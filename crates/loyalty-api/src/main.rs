//! 积分账本 HTTP 服务入口
//!
//! 启动顺序：配置 → 可观测性 → 数据库与迁移 → 服务组装 → 后台任务 → HTTP

use std::sync::Arc;

use loyalty_api::worker::CouponExpiryWorker;
use loyalty_api::{AppState, Repositories, app};
use loyalty_ledger::notification::build_gateway;
use loyalty_ledger::{MIGRATOR, NotificationSender, NotificationService};
use loyalty_shared::config::AppConfig;
use loyalty_shared::database::Database;
use loyalty_shared::observability;
use tokio::net::TcpListener;
use tracing::{info, warn};

#[tokio::main]
async fn main() -> anyhow::Result<()> {
    let config = AppConfig::load(loyalty_api::handlers::health::SERVICE_NAME)?;

    let obs_config = config.observability.clone().with_service_name(&config.service_name);
    let _guard = observability::init(&obs_config).await?;

    info!(
        environment = %config.environment,
        "Starting loyalty-api on {}",
        config.server_addr()
    );

    if config.is_production() && config.server.cors_allowed_origins.trim() == "*" {
        warn!("server.cors_allowed_origins=\"*\" 在生产环境中不安全，请设置为具体域名");
    }
    if config.is_production() && config.sms.provider == "simulated" {
        warn!("生产环境使用模拟短信网关，验证码不会真正发出");
    }

    let db = Database::connect(&config.database).await?;
    if config.database.run_migrations {
        db.run_migrations(&MIGRATOR).await?;
    }

    let repos = Repositories::postgres(db.pool());
    let sms_gateway = build_gateway(&config.sms)?;
    let state = AppState::build(&repos, &config, sms_gateway).with_database(db.clone());

    // 流水提交后的客户通知，失败只记日志
    let notification_service = Arc::new(NotificationService::with_defaults());
    state
        .ledger
        .set_notification_sender(Arc::new(NotificationSender::new(notification_service)))
        .await;

    if config.coupon_expiry.enabled {
        let worker = CouponExpiryWorker::new(
            repos.coupons.clone(),
            config.coupon_expiry.poll_interval_secs,
            config.coupon_expiry.batch_size,
        );
        tokio::spawn(async move { worker.run().await });
        info!("CouponExpiryWorker spawned");
    }

    let router = app(state, &config.server);

    let listener = TcpListener::bind(config.server_addr()).await?;
    info!("Listening on {}", config.server_addr());

    // 收到 SIGTERM 或 Ctrl+C 后停止接收新连接，等待已有请求处理完毕
    axum::serve(listener, router)
        .with_graceful_shutdown(shutdown_signal())
        .await?;

    db.close().await;
    info!("Server shutdown complete");

    Ok(())
}

/// 监听关闭信号
async fn shutdown_signal() {
    let ctrl_c = async {
        tokio::signal::ctrl_c()
            .await
            .expect("注册 Ctrl+C 处理器失败");
    };

    #[cfg(unix)]
    let terminate = async {
        tokio::signal::unix::signal(tokio::signal::unix::SignalKind::terminate())
            .expect("注册 SIGTERM 处理器失败")
            .recv()
            .await;
    };

    #[cfg(not(unix))]
    let terminate = std::future::pending::<()>();

    tokio::select! {
        _ = ctrl_c => info!("Received Ctrl+C, initiating graceful shutdown..."),
        _ = terminate => info!("Received SIGTERM, initiating graceful shutdown..."),
    }
}
//! 健康检查

use axum::extract::State;
use axum::http::StatusCode;
use axum::Json;
use serde_json::{Value, json};

use crate::state::AppState;

pub const SERVICE_NAME: &str = "loyalty-api";

/// 存活探针
pub async fn health_check() -> Json<Value> {
    Json(json!({
        "status": "ok",
        "service": SERVICE_NAME
    }))
}

/// 就绪探针：检查数据库连接是否可用
///
/// 内存仓储模式下没有数据库，直接视为就绪
pub async fn readiness_check(State(state): State<AppState>) -> (StatusCode, Json<Value>) {
    let db_ok = match &state.database {
        Some(db) => db.health_check().await.is_ok(),
        None => true,
    };
    let status = if db_ok {
        StatusCode::OK
    } else {
        StatusCode::SERVICE_UNAVAILABLE
    };

    (
        status,
        Json(json!({
            "status": if db_ok { "ok" } else { "degraded" },
            "service": SERVICE_NAME,
            "checks": {
                "database": if db_ok { "ok" } else { "fail" }
            }
        })),
    )
}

※

= Try it =
Report every line from the listing above where the string "处理器失败" can be found.

= The completed task =
            .expect("注册 Ctrl+C 处理器失败");
            .expect("注册 SIGTERM 处理器失败")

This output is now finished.